Really nice conversion, well thought out use of space.  I'd like to see more detail about the solar installation and the overhead storage, looks tidy.  Any problems registering as a Motor Caravan with DVLA?


----------



## Deleted member 775 (Sep 4, 2016)

what a briliant little van great


----------



## jeanette (Sep 4, 2016)

Brilliant little van and safe journey


----------



## BeyondTheVan (Sep 5, 2016)

Thanks everyone!

Yes it's a self build, I've almost finished!

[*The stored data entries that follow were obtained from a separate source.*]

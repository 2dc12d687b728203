/*
 * round_trip_tests.rs
 * Copyright (c) 2025 Posit, PBC
 *
 * Integration tests for compile/decompile/matches over whole templates.
 */

use pretty_assertions::assert_eq;
use quarto_json_template::{
    Delimiters, TemplateError, TemplateOptions, compile, decompile, matches, referenced_paths,
};
use serde_json::{Value, json};

fn opts() -> TemplateOptions {
    TemplateOptions::default()
}

/// Compile then decompile, asserting the data comes back unchanged.
fn assert_round_trip(template: Value, data: Value) {
    let result = compile(&template, &data, &opts()).expect("compile should succeed");
    let recovered = decompile(&template, &result, &opts()).expect("decompile should succeed");
    assert_eq!(recovered, data);
    assert!(matches(&template, &result, &opts()).unwrap());
}

#[test]
fn test_round_trip_flat() {
    assert_round_trip(
        json!({"greeting": "Hello {{name}}", "age": "{{age}}", "flag": "{{on}}"}),
        json!({"name": "Ada", "age": 36, "on": false}),
    );
}

#[test]
fn test_round_trip_nested_and_typed() {
    assert_round_trip(
        json!({
            "user": {
                "label": "{{user.first}} {{user.last}} ({{number:user.id}})",
                "roles": "{{user.roles}}"
            },
            "rows": ["{{rows.a}}", {"b": "b={{object:rows.b}}"}],
            "literal": [1, true, null]
        }),
        json!({
            "user": {"first": "Ada", "last": "Lovelace", "id": 7, "roles": ["admin"]},
            "rows": {"a": "first", "b": {"k": [1, 2]}}
        }),
    );
}

#[test]
fn test_round_trip_custom_delimiters() {
    let options = TemplateOptions::default()
        .with_delimiters(Delimiters::new("<%", "%>").unwrap());
    let template = json!({"msg": "{{not a token}} <% who %> (<%number:n%>)"});
    let data = json!({"who": "me", "n": 3});

    let result = compile(&template, &data, &options).unwrap();
    assert_eq!(result, json!({"msg": "{{not a token}} me (3)"}));
    assert_eq!(decompile(&template, &result, &options).unwrap(), data);
    assert!(matches(&template, &result, &options).unwrap());
}

#[test]
fn test_unreferenced_data_is_not_recovered() {
    let template = json!({"a": "{{x}}"});
    let data = json!({"x": 1, "y": 2});
    let result = compile(&template, &data, &opts()).unwrap();
    assert_eq!(decompile(&template, &result, &opts()).unwrap(), json!({"x": 1}));
}

#[test]
fn test_documented_examples() {
    let empty = json!({});
    assert_eq!(compile(&json!("{{x}}"), &json!({"x": 5}), &opts()).unwrap(), json!(5));
    assert_eq!(
        compile(&json!("Foo {{x}}"), &json!({"x": 5}), &opts()).unwrap(),
        json!("Foo 5")
    );
    assert_eq!(
        compile(&json!("{{string:x}}"), &json!({"x": 5}), &opts()).unwrap(),
        json!("5")
    );
    assert_eq!(
        compile(&json!(r#"{{x || "Jane"}}"#), &empty, &opts()).unwrap(),
        json!("Jane")
    );
    assert_eq!(
        decompile(&json!(r#"{{x || "Jane"}}"#), &json!("Jane"), &opts()).unwrap(),
        json!({"x": "Jane"})
    );
    assert_eq!(
        compile(&json!("{{x}}"), &empty, &opts().with_allow_missing(true)).unwrap(),
        json!("{{x}}")
    );

    let escaped = opts().with_delimiters(Delimiters::from_escaped("\\[", "\\]").unwrap());
    assert_eq!(
        compile(&json!("[age]"), &json!({"age": 21}), &escaped).unwrap(),
        json!(21)
    );
}

#[test]
fn test_missing_variable_names_expression() {
    let err = compile(&json!({"a": ["{{x.y}}"]}), &json!({}), &opts()).unwrap_err();
    assert!(err.is_missing_variable());
    assert_eq!(err.to_string(), "Missing variable: x.y");
}

#[test]
fn test_malformed_default_is_an_error() {
    let err = compile(&json!("{{x || nope}}"), &json!({"x": 1}), &opts()).unwrap_err();
    assert!(matches!(err, TemplateError::InvalidDefault { .. }));
}

#[test]
fn test_bad_bracket_paths_are_errors() {
    for path in ["a[18446744073709551615]", "a[4000000000]", "a[x]", "a[0"] {
        let template = json!({"v": format!("{{{{{}}}}}", path)});
        let object = json!({"v": 1});

        let err = decompile(&template, &object, &opts()).unwrap_err();
        assert!(matches!(err, TemplateError::InvalidPath { .. }), "{path}: {err}");

        let err = matches(&template, &object, &opts()).unwrap_err();
        assert!(matches!(err, TemplateError::InvalidPath { .. }), "{path}: {err}");
    }
}

#[test]
fn test_matches_examples() {
    let template = json!({"foo": "{{bar}}"});
    assert!(matches(&template, &json!({"foo": "bar"}), &opts()).unwrap());
    assert!(!matches(&template, &json!({}), &opts()).unwrap());
    assert!(!matches(&template, &json!({"foo": "bar", "baz": 1}), &opts()).unwrap());
}

#[test]
fn test_matches_uses_defaults() {
    let template = json!({"name": r#"{{name || "anon"}}"#});
    assert!(matches(&template, &json!({"name": "anon"}), &opts()).unwrap());
}

#[test]
fn test_options_from_json_config() {
    let options: TemplateOptions =
        serde_json::from_value(json!({"delimiters": ["${", "}"], "allowMissing": true})).unwrap();
    let result = compile(&json!("${a}/${b}"), &json!({"a": 1}), &options).unwrap();
    assert_eq!(result, json!("${a}/${b}"));
}

#[test]
fn test_escaped_delimiters_from_json_config() {
    let options: TemplateOptions =
        serde_json::from_value(json!({"delimiters": ["\\[", "\\]"]})).unwrap();
    assert_eq!(
        compile(&json!("[age]"), &json!({"age": 21}), &options).unwrap(),
        json!(21)
    );
}

#[test]
fn test_referenced_paths() {
    let template = json!({"title": "{{title}}", "body": ["{{a.b}} {{title}}"]});
    assert_eq!(
        referenced_paths(&template, &opts()).unwrap(),
        vec!["title", "a.b"]
    );
}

The shower is outdoors, simple and effective for a travel van. The water heater is an LPG water heater for camping - open the back door to use it obviously! 

The solar panel is 150W bolted to the roof bars. Connected via controller to a single 135Ah leisure battery. The lockers are actually from a Kangoo car. The Kangoo Trekka and Expression both have them as standard. Bolt straight into any other Kangoo.


----------



## oldish hippy (Sep 5, 2016)

brillant jobas per the other one like it


----------



## Wisewoman (Sep 5, 2016)

That's  really lovely and seems to contain everything you need  - wishing you many fantastic adventures in it! 

Melissa


----------



## Martlet (Sep 5, 2016)

*Congratulations*

A well thought out conversion.

Happy travels.

Regards,
Martlet.


----------



## caledonia (Sep 5, 2016)

Nice stealth wee van. A shower in such a small van? Where's the wood burner? Lol.


----------



## Beemer (Sep 5, 2016)

Neat conversion  I have only just started reading your blog of your LDV journeys.. very interesting and entertaining.. well done.


----------



## sasquatch (Sep 5, 2016)

The plans and parts list should be available for purchase! Lovely job! Great sign writing!


----------



## Bayblue (Sep 6, 2016)

What a great conversion, well done. Looks (a bit) better than my Kangoo conversion :lol-053:

Had mine for nearly a year and find it great, but its just for me. It would be "very cosy" for two (but I've had no offers as yet)

http://www.wildcamping.co.uk/forums/show-us-your-van-motorhome/53693-renault-kangoo-trekka-4x4.html 

Hope you get the same enjoyment from yours as I have had from mine.


----------



## phillybarbour (Sep 6, 2016)

Lovely small camper, great job done there.


----------